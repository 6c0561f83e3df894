//! # docvec
//!
//! Typed document collections with dense and sparse vector fields.
//!
//! A collection has a schema of named, typed fields. Documents are keyed by
//! a primary key and carry typed values; vector fields can be queried by
//! similarity with an optional filter expression. Index and query execution
//! sit behind the [`Engine`] trait; [`LocalEngine`] is the bundled engine,
//! which keeps documents in memory and snapshots them to a directory.
//!
//! ## Quick Start
//!
//! ```rust,no_run
//! use docvec::prelude::*;
//!
//! # fn main() -> docvec::Result<()> {
//! let schema = CollectionSchema::create(
//!     "products",
//!     vec![
//!         FieldSchema::new("title", DataType::String),
//!         FieldSchema::create(
//!             "embedding",
//!             DataType::VectorFp32,
//!             3,
//!             false,
//!             Some(&IndexParams::hnsw(MetricType::Cosine)),
//!         )?,
//!     ],
//! )?;
//! let collection = Collection::create_and_open("./data/products", &schema, None)?;
//!
//! let mut doc = Doc::with_pk("p1");
//! doc.set_value("title", "lamp");
//! doc.set_value("embedding", vec![0.1f32, 0.2, 0.3]);
//! let statuses = collection.insert(&[doc])?;
//! assert!(statuses[0].is_ok());
//!
//! let mut query = VectorQuery::new("embedding").with_topk(5);
//! query.set_dense(&[0.1, 0.2, 0.3]);
//! for hit in collection.query(&query)? {
//!     println!("{} {}", hit.pk(), hit.score());
//! }
//! # Ok(())
//! # }
//! ```
//!
//! ## Crate Structure
//!
//! - `docvec-core`: schema, values, documents, parameters and the engine
//!   traits
//! - `docvec-storage`: the local engine, filter expressions and ranking
//! - `docvec`: the [`Collection`] facade, [`init`] and the CLI

mod collection;
mod init;

pub use collection::{open_collection, Collection, QueryVectorOptions};
pub use init::init;

pub use docvec_core::{
    config, AddColumnOptions, AlterColumnOptions, CollectionHandle, CollectionOptions,
    CollectionSchema, CollectionStats, CreateIndexOptions, DataType, Doc, Engine, Error,
    FieldSchema, FlatIndexParams, FlatQueryParams, GlobalConfig, GroupByVectorQuery, GroupResult,
    HnswIndexParams, HnswQueryParams, IndexParams, IndexType, InvertIndexParams, IvfIndexParams,
    IvfQueryParams, LogConfig, LogLevel, MetricType, Operator, OptimizeOptions, QuantizeType,
    QueryParams, Result, Status, StatusCode, Value, VectorQuery,
};
pub use docvec_storage::{ExprFilter, Filter, LocalEngine};

pub mod prelude {
    pub use crate::{
        open_collection, Collection, CollectionOptions, CollectionSchema, DataType, Doc,
        FieldSchema, GroupByVectorQuery, IndexParams, MetricType, QueryParams,
        QueryVectorOptions, Result, Status, StatusCode, VectorQuery,
    };
}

----

Copy, from the lines above, each one that holds "FieldSchema".

# OUTPUT BELOW
//!         FieldSchema::new("title", DataType::String),
//!         FieldSchema::create(
    FieldSchema, FlatIndexParams, FlatQueryParams, GlobalConfig, GroupByVectorQuery, GroupResult,
        FieldSchema, GroupByVectorQuery, IndexParams, MetricType, QueryParams,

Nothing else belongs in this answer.